Task directions: Each line of the material below with the word "ApiResult" is to be reported.

Data provided:
● ● ● ● ●

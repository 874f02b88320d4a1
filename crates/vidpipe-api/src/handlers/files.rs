//! File upload handler.

use std::io;
use std::path::{Path, PathBuf};

use axum::extract::multipart::Field;
use axum::extract::{Multipart, State};
use axum::Json;
use chrono::Utc;
use futures_util::TryStreamExt;
use serde::{Deserialize, Serialize};
use tokio::fs::{File, OpenOptions};
use tokio::io::{AsyncReadExt, AsyncWriteExt, BufWriter};
use tokio_util::io::StreamReader;
use tracing::{info, warn};

use vidpipe_models::{JobId, UploadedFile};
use vidpipe_storage::sanitize_file_name;

use crate::error::{ApiError, ApiResult};
use crate::state::AppState;

/// Multipart field carrying the upload.
pub const FILE_FIELD: &str = "file";

/// Accepted container extensions, compared case-insensitively.
const ALLOWED_EXTENSIONS: [&str; 2] = ["mp4", "mov"];

/// Name collisions tolerated before giving up on a unique name.
const MAX_NAME_ATTEMPTS: i64 = 16;

#[derive(Debug, Serialize, Deserialize)]
pub struct UploadResponse {
    pub message: String,
    pub job_id: JobId,
}

/// File as written to the upload directory.
#[derive(Debug)]
struct StoredUpload {
    path: PathBuf,
    original_name: String,
    size: u64,
}

/// `POST /api/v1/files`
///
/// Streams the `file` field to the upload directory and enqueues an upload job for it.
pub async fn upload_file(
    State(state): State<AppState>,
    mut multipart: Multipart,
) -> ApiResult<Json<UploadResponse>> {
    let mut stored = None;

    while let Some(field) = multipart
        .next_field()
        .await
        .map_err(|e| ApiError::bad_request(e.to_string()))?
    {
        if field.name() != Some(FILE_FIELD) {
            continue;
        }
        stored = Some(store_field(&state, field).await?);
        break;
    }

    let stored = stored.ok_or_else(|| ApiError::validation("File is required"))?;
    let file = UploadedFile::new(&stored.path, stored.original_name.clone(), stored.size);

    match state.dispatcher.enqueue_file(file).await {
        Ok(job_id) => {
            info!(
                job_id = %job_id,
                bytes = stored.size,
                "Accepted upload {}", stored.path.display()
            );
            Ok(Json(UploadResponse {
                message: "File accepted for processing".to_string(),
                job_id,
            }))
        }
        Err(e) => {
            discard(&stored.path).await;
            Err(e.into())
        }
    }
}

async fn store_field(state: &AppState, field: Field<'_>) -> ApiResult<StoredUpload> {
    let original_name = field
        .file_name()
        .map(str::to_string)
        .filter(|name| !name.is_empty())
        .ok_or_else(|| ApiError::validation("File is required"))?;
    validate_extension(&original_name)?;

    let upload_dir = &state.config.upload_dir;
    tokio::fs::create_dir_all(upload_dir).await?;
    let (path, file) = create_unique(upload_dir, &original_name).await?;

    let limit = state.config.max_upload_bytes();
    let written = match write_limited(field, file, limit).await {
        Ok(written) => written,
        Err(e) => {
            discard(&path).await;
            return Err(ApiError::bad_request(format!("Upload interrupted: {}", e)));
        }
    };

    if written > limit {
        discard(&path).await;
        return Err(ApiError::validation(format!(
            "File exceeds the {} MB limit",
            state.config.max_upload_mb
        )));
    }
    if written == 0 {
        discard(&path).await;
        return Err(ApiError::validation("File is empty"));
    }

    Ok(StoredUpload {
        path,
        original_name,
        size: written,
    })
}

/// Copy at most `limit + 1` bytes so an oversized body is detected without reading all of it.
async fn write_limited(field: Field<'_>, file: File, limit: u64) -> io::Result<u64> {
    let body = field.map_err(|e| io::Error::new(io::ErrorKind::Other, e));
    let reader = StreamReader::new(body);
    tokio::pin!(reader);

    let mut limited = reader.take(limit.saturating_add(1));
    let mut writer = BufWriter::new(file);
    let written = tokio::io::copy(&mut limited, &mut writer).await?;
    writer.flush().await?;

    Ok(written)
}

fn validate_extension(original_name: &str) -> ApiResult<()> {
    let extension = Path::new(original_name)
        .extension()
        .and_then(|e| e.to_str())
        .unwrap_or_default();

    if ALLOWED_EXTENSIONS
        .iter()
        .any(|allowed| extension.eq_ignore_ascii_case(allowed))
    {
        Ok(())
    } else {
        Err(ApiError::validation(format!(
            "Validation failed (expected type is /(mov|mp4)$/i), got {}",
            original_name
        )))
    }
}

/// `<stem>-<millis><.ext>` from a client-supplied name.
pub fn unique_file_name(original_name: &str, millis: i64) -> String {
    let safe = sanitize_file_name(original_name);
    let path = Path::new(&safe);
    let stem = path
        .file_stem()
        .and_then(|s| s.to_str())
        .unwrap_or("file");

    match path.extension().and_then(|e| e.to_str()) {
        Some(ext) => format!("{}-{}.{}", stem, millis, ext),
        None => format!("{}-{}", stem, millis),
    }
}

async fn create_unique(dir: &Path, original_name: &str) -> io::Result<(PathBuf, File)> {
    let millis = Utc::now().timestamp_millis();

    for offset in 0..MAX_NAME_ATTEMPTS {
        let path = dir.join(unique_file_name(original_name, millis + offset));
        match OpenOptions::new().write(true).create_new(true).open(&path).await {
            Ok(file) => return Ok((path, file)),
            Err(e) if e.kind() == io::ErrorKind::AlreadyExists => continue,
            Err(e) => return Err(e),
        }
    }

    Err(io::Error::new(
        io::ErrorKind::AlreadyExists,
        format!("no free name for {} in {}", original_name, dir.display()),
    ))
}

async fn discard(path: &Path) {
    if let Err(e) = tokio::fs::remove_file(path).await {
        if e.kind() != io::ErrorKind::NotFound {
            warn!("Failed to remove rejected upload {}: {}", path.display(), e);
        }
    }
}

#[cfg(test)]
mod tests {
    use super::*;

    #[test]
    fn test_unique_file_name() {
        assert_eq!(unique_file_name("holiday.mp4", 1700000000000), "holiday-1700000000000.mp4");
        assert_eq!(unique_file_name("../../etc/clip.MOV", 5), "clip-5.MOV");
        assert_eq!(unique_file_name("my clip.mp4", 5), "my_clip-5.mp4");
        assert_eq!(unique_file_name("noext", 5), "noext-5");
    }

    #[test]
    fn test_validate_extension() {
        assert!(validate_extension("a.mp4").is_ok());
        assert!(validate_extension("a.MOV").is_ok());
        assert!(matches!(validate_extension("a.avi"), Err(ApiError::Validation(_))));
        assert!(matches!(validate_extension("mp4"), Err(ApiError::Validation(_))));
    }

    #[tokio::test]
    async fn test_create_unique_skips_taken_names() {
        let dir = tempfile::TempDir::new().unwrap();
        let (first, _) = create_unique(dir.path(), "a.mp4").await.unwrap();
        let (second, _) = create_unique(dir.path(), "a.mp4").await.unwrap();
        assert_ne!(first, second);
        assert!(first.exists() && second.exists());
    }
}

● ● ● ● ●

Written solution:
use crate::error::{ApiError, ApiResult};
) -> ApiResult<Json<UploadResponse>> {
async fn store_field(state: &AppState, field: Field<'_>) -> ApiResult<StoredUpload> {
fn validate_extension(original_name: &str) -> ApiResult<()> {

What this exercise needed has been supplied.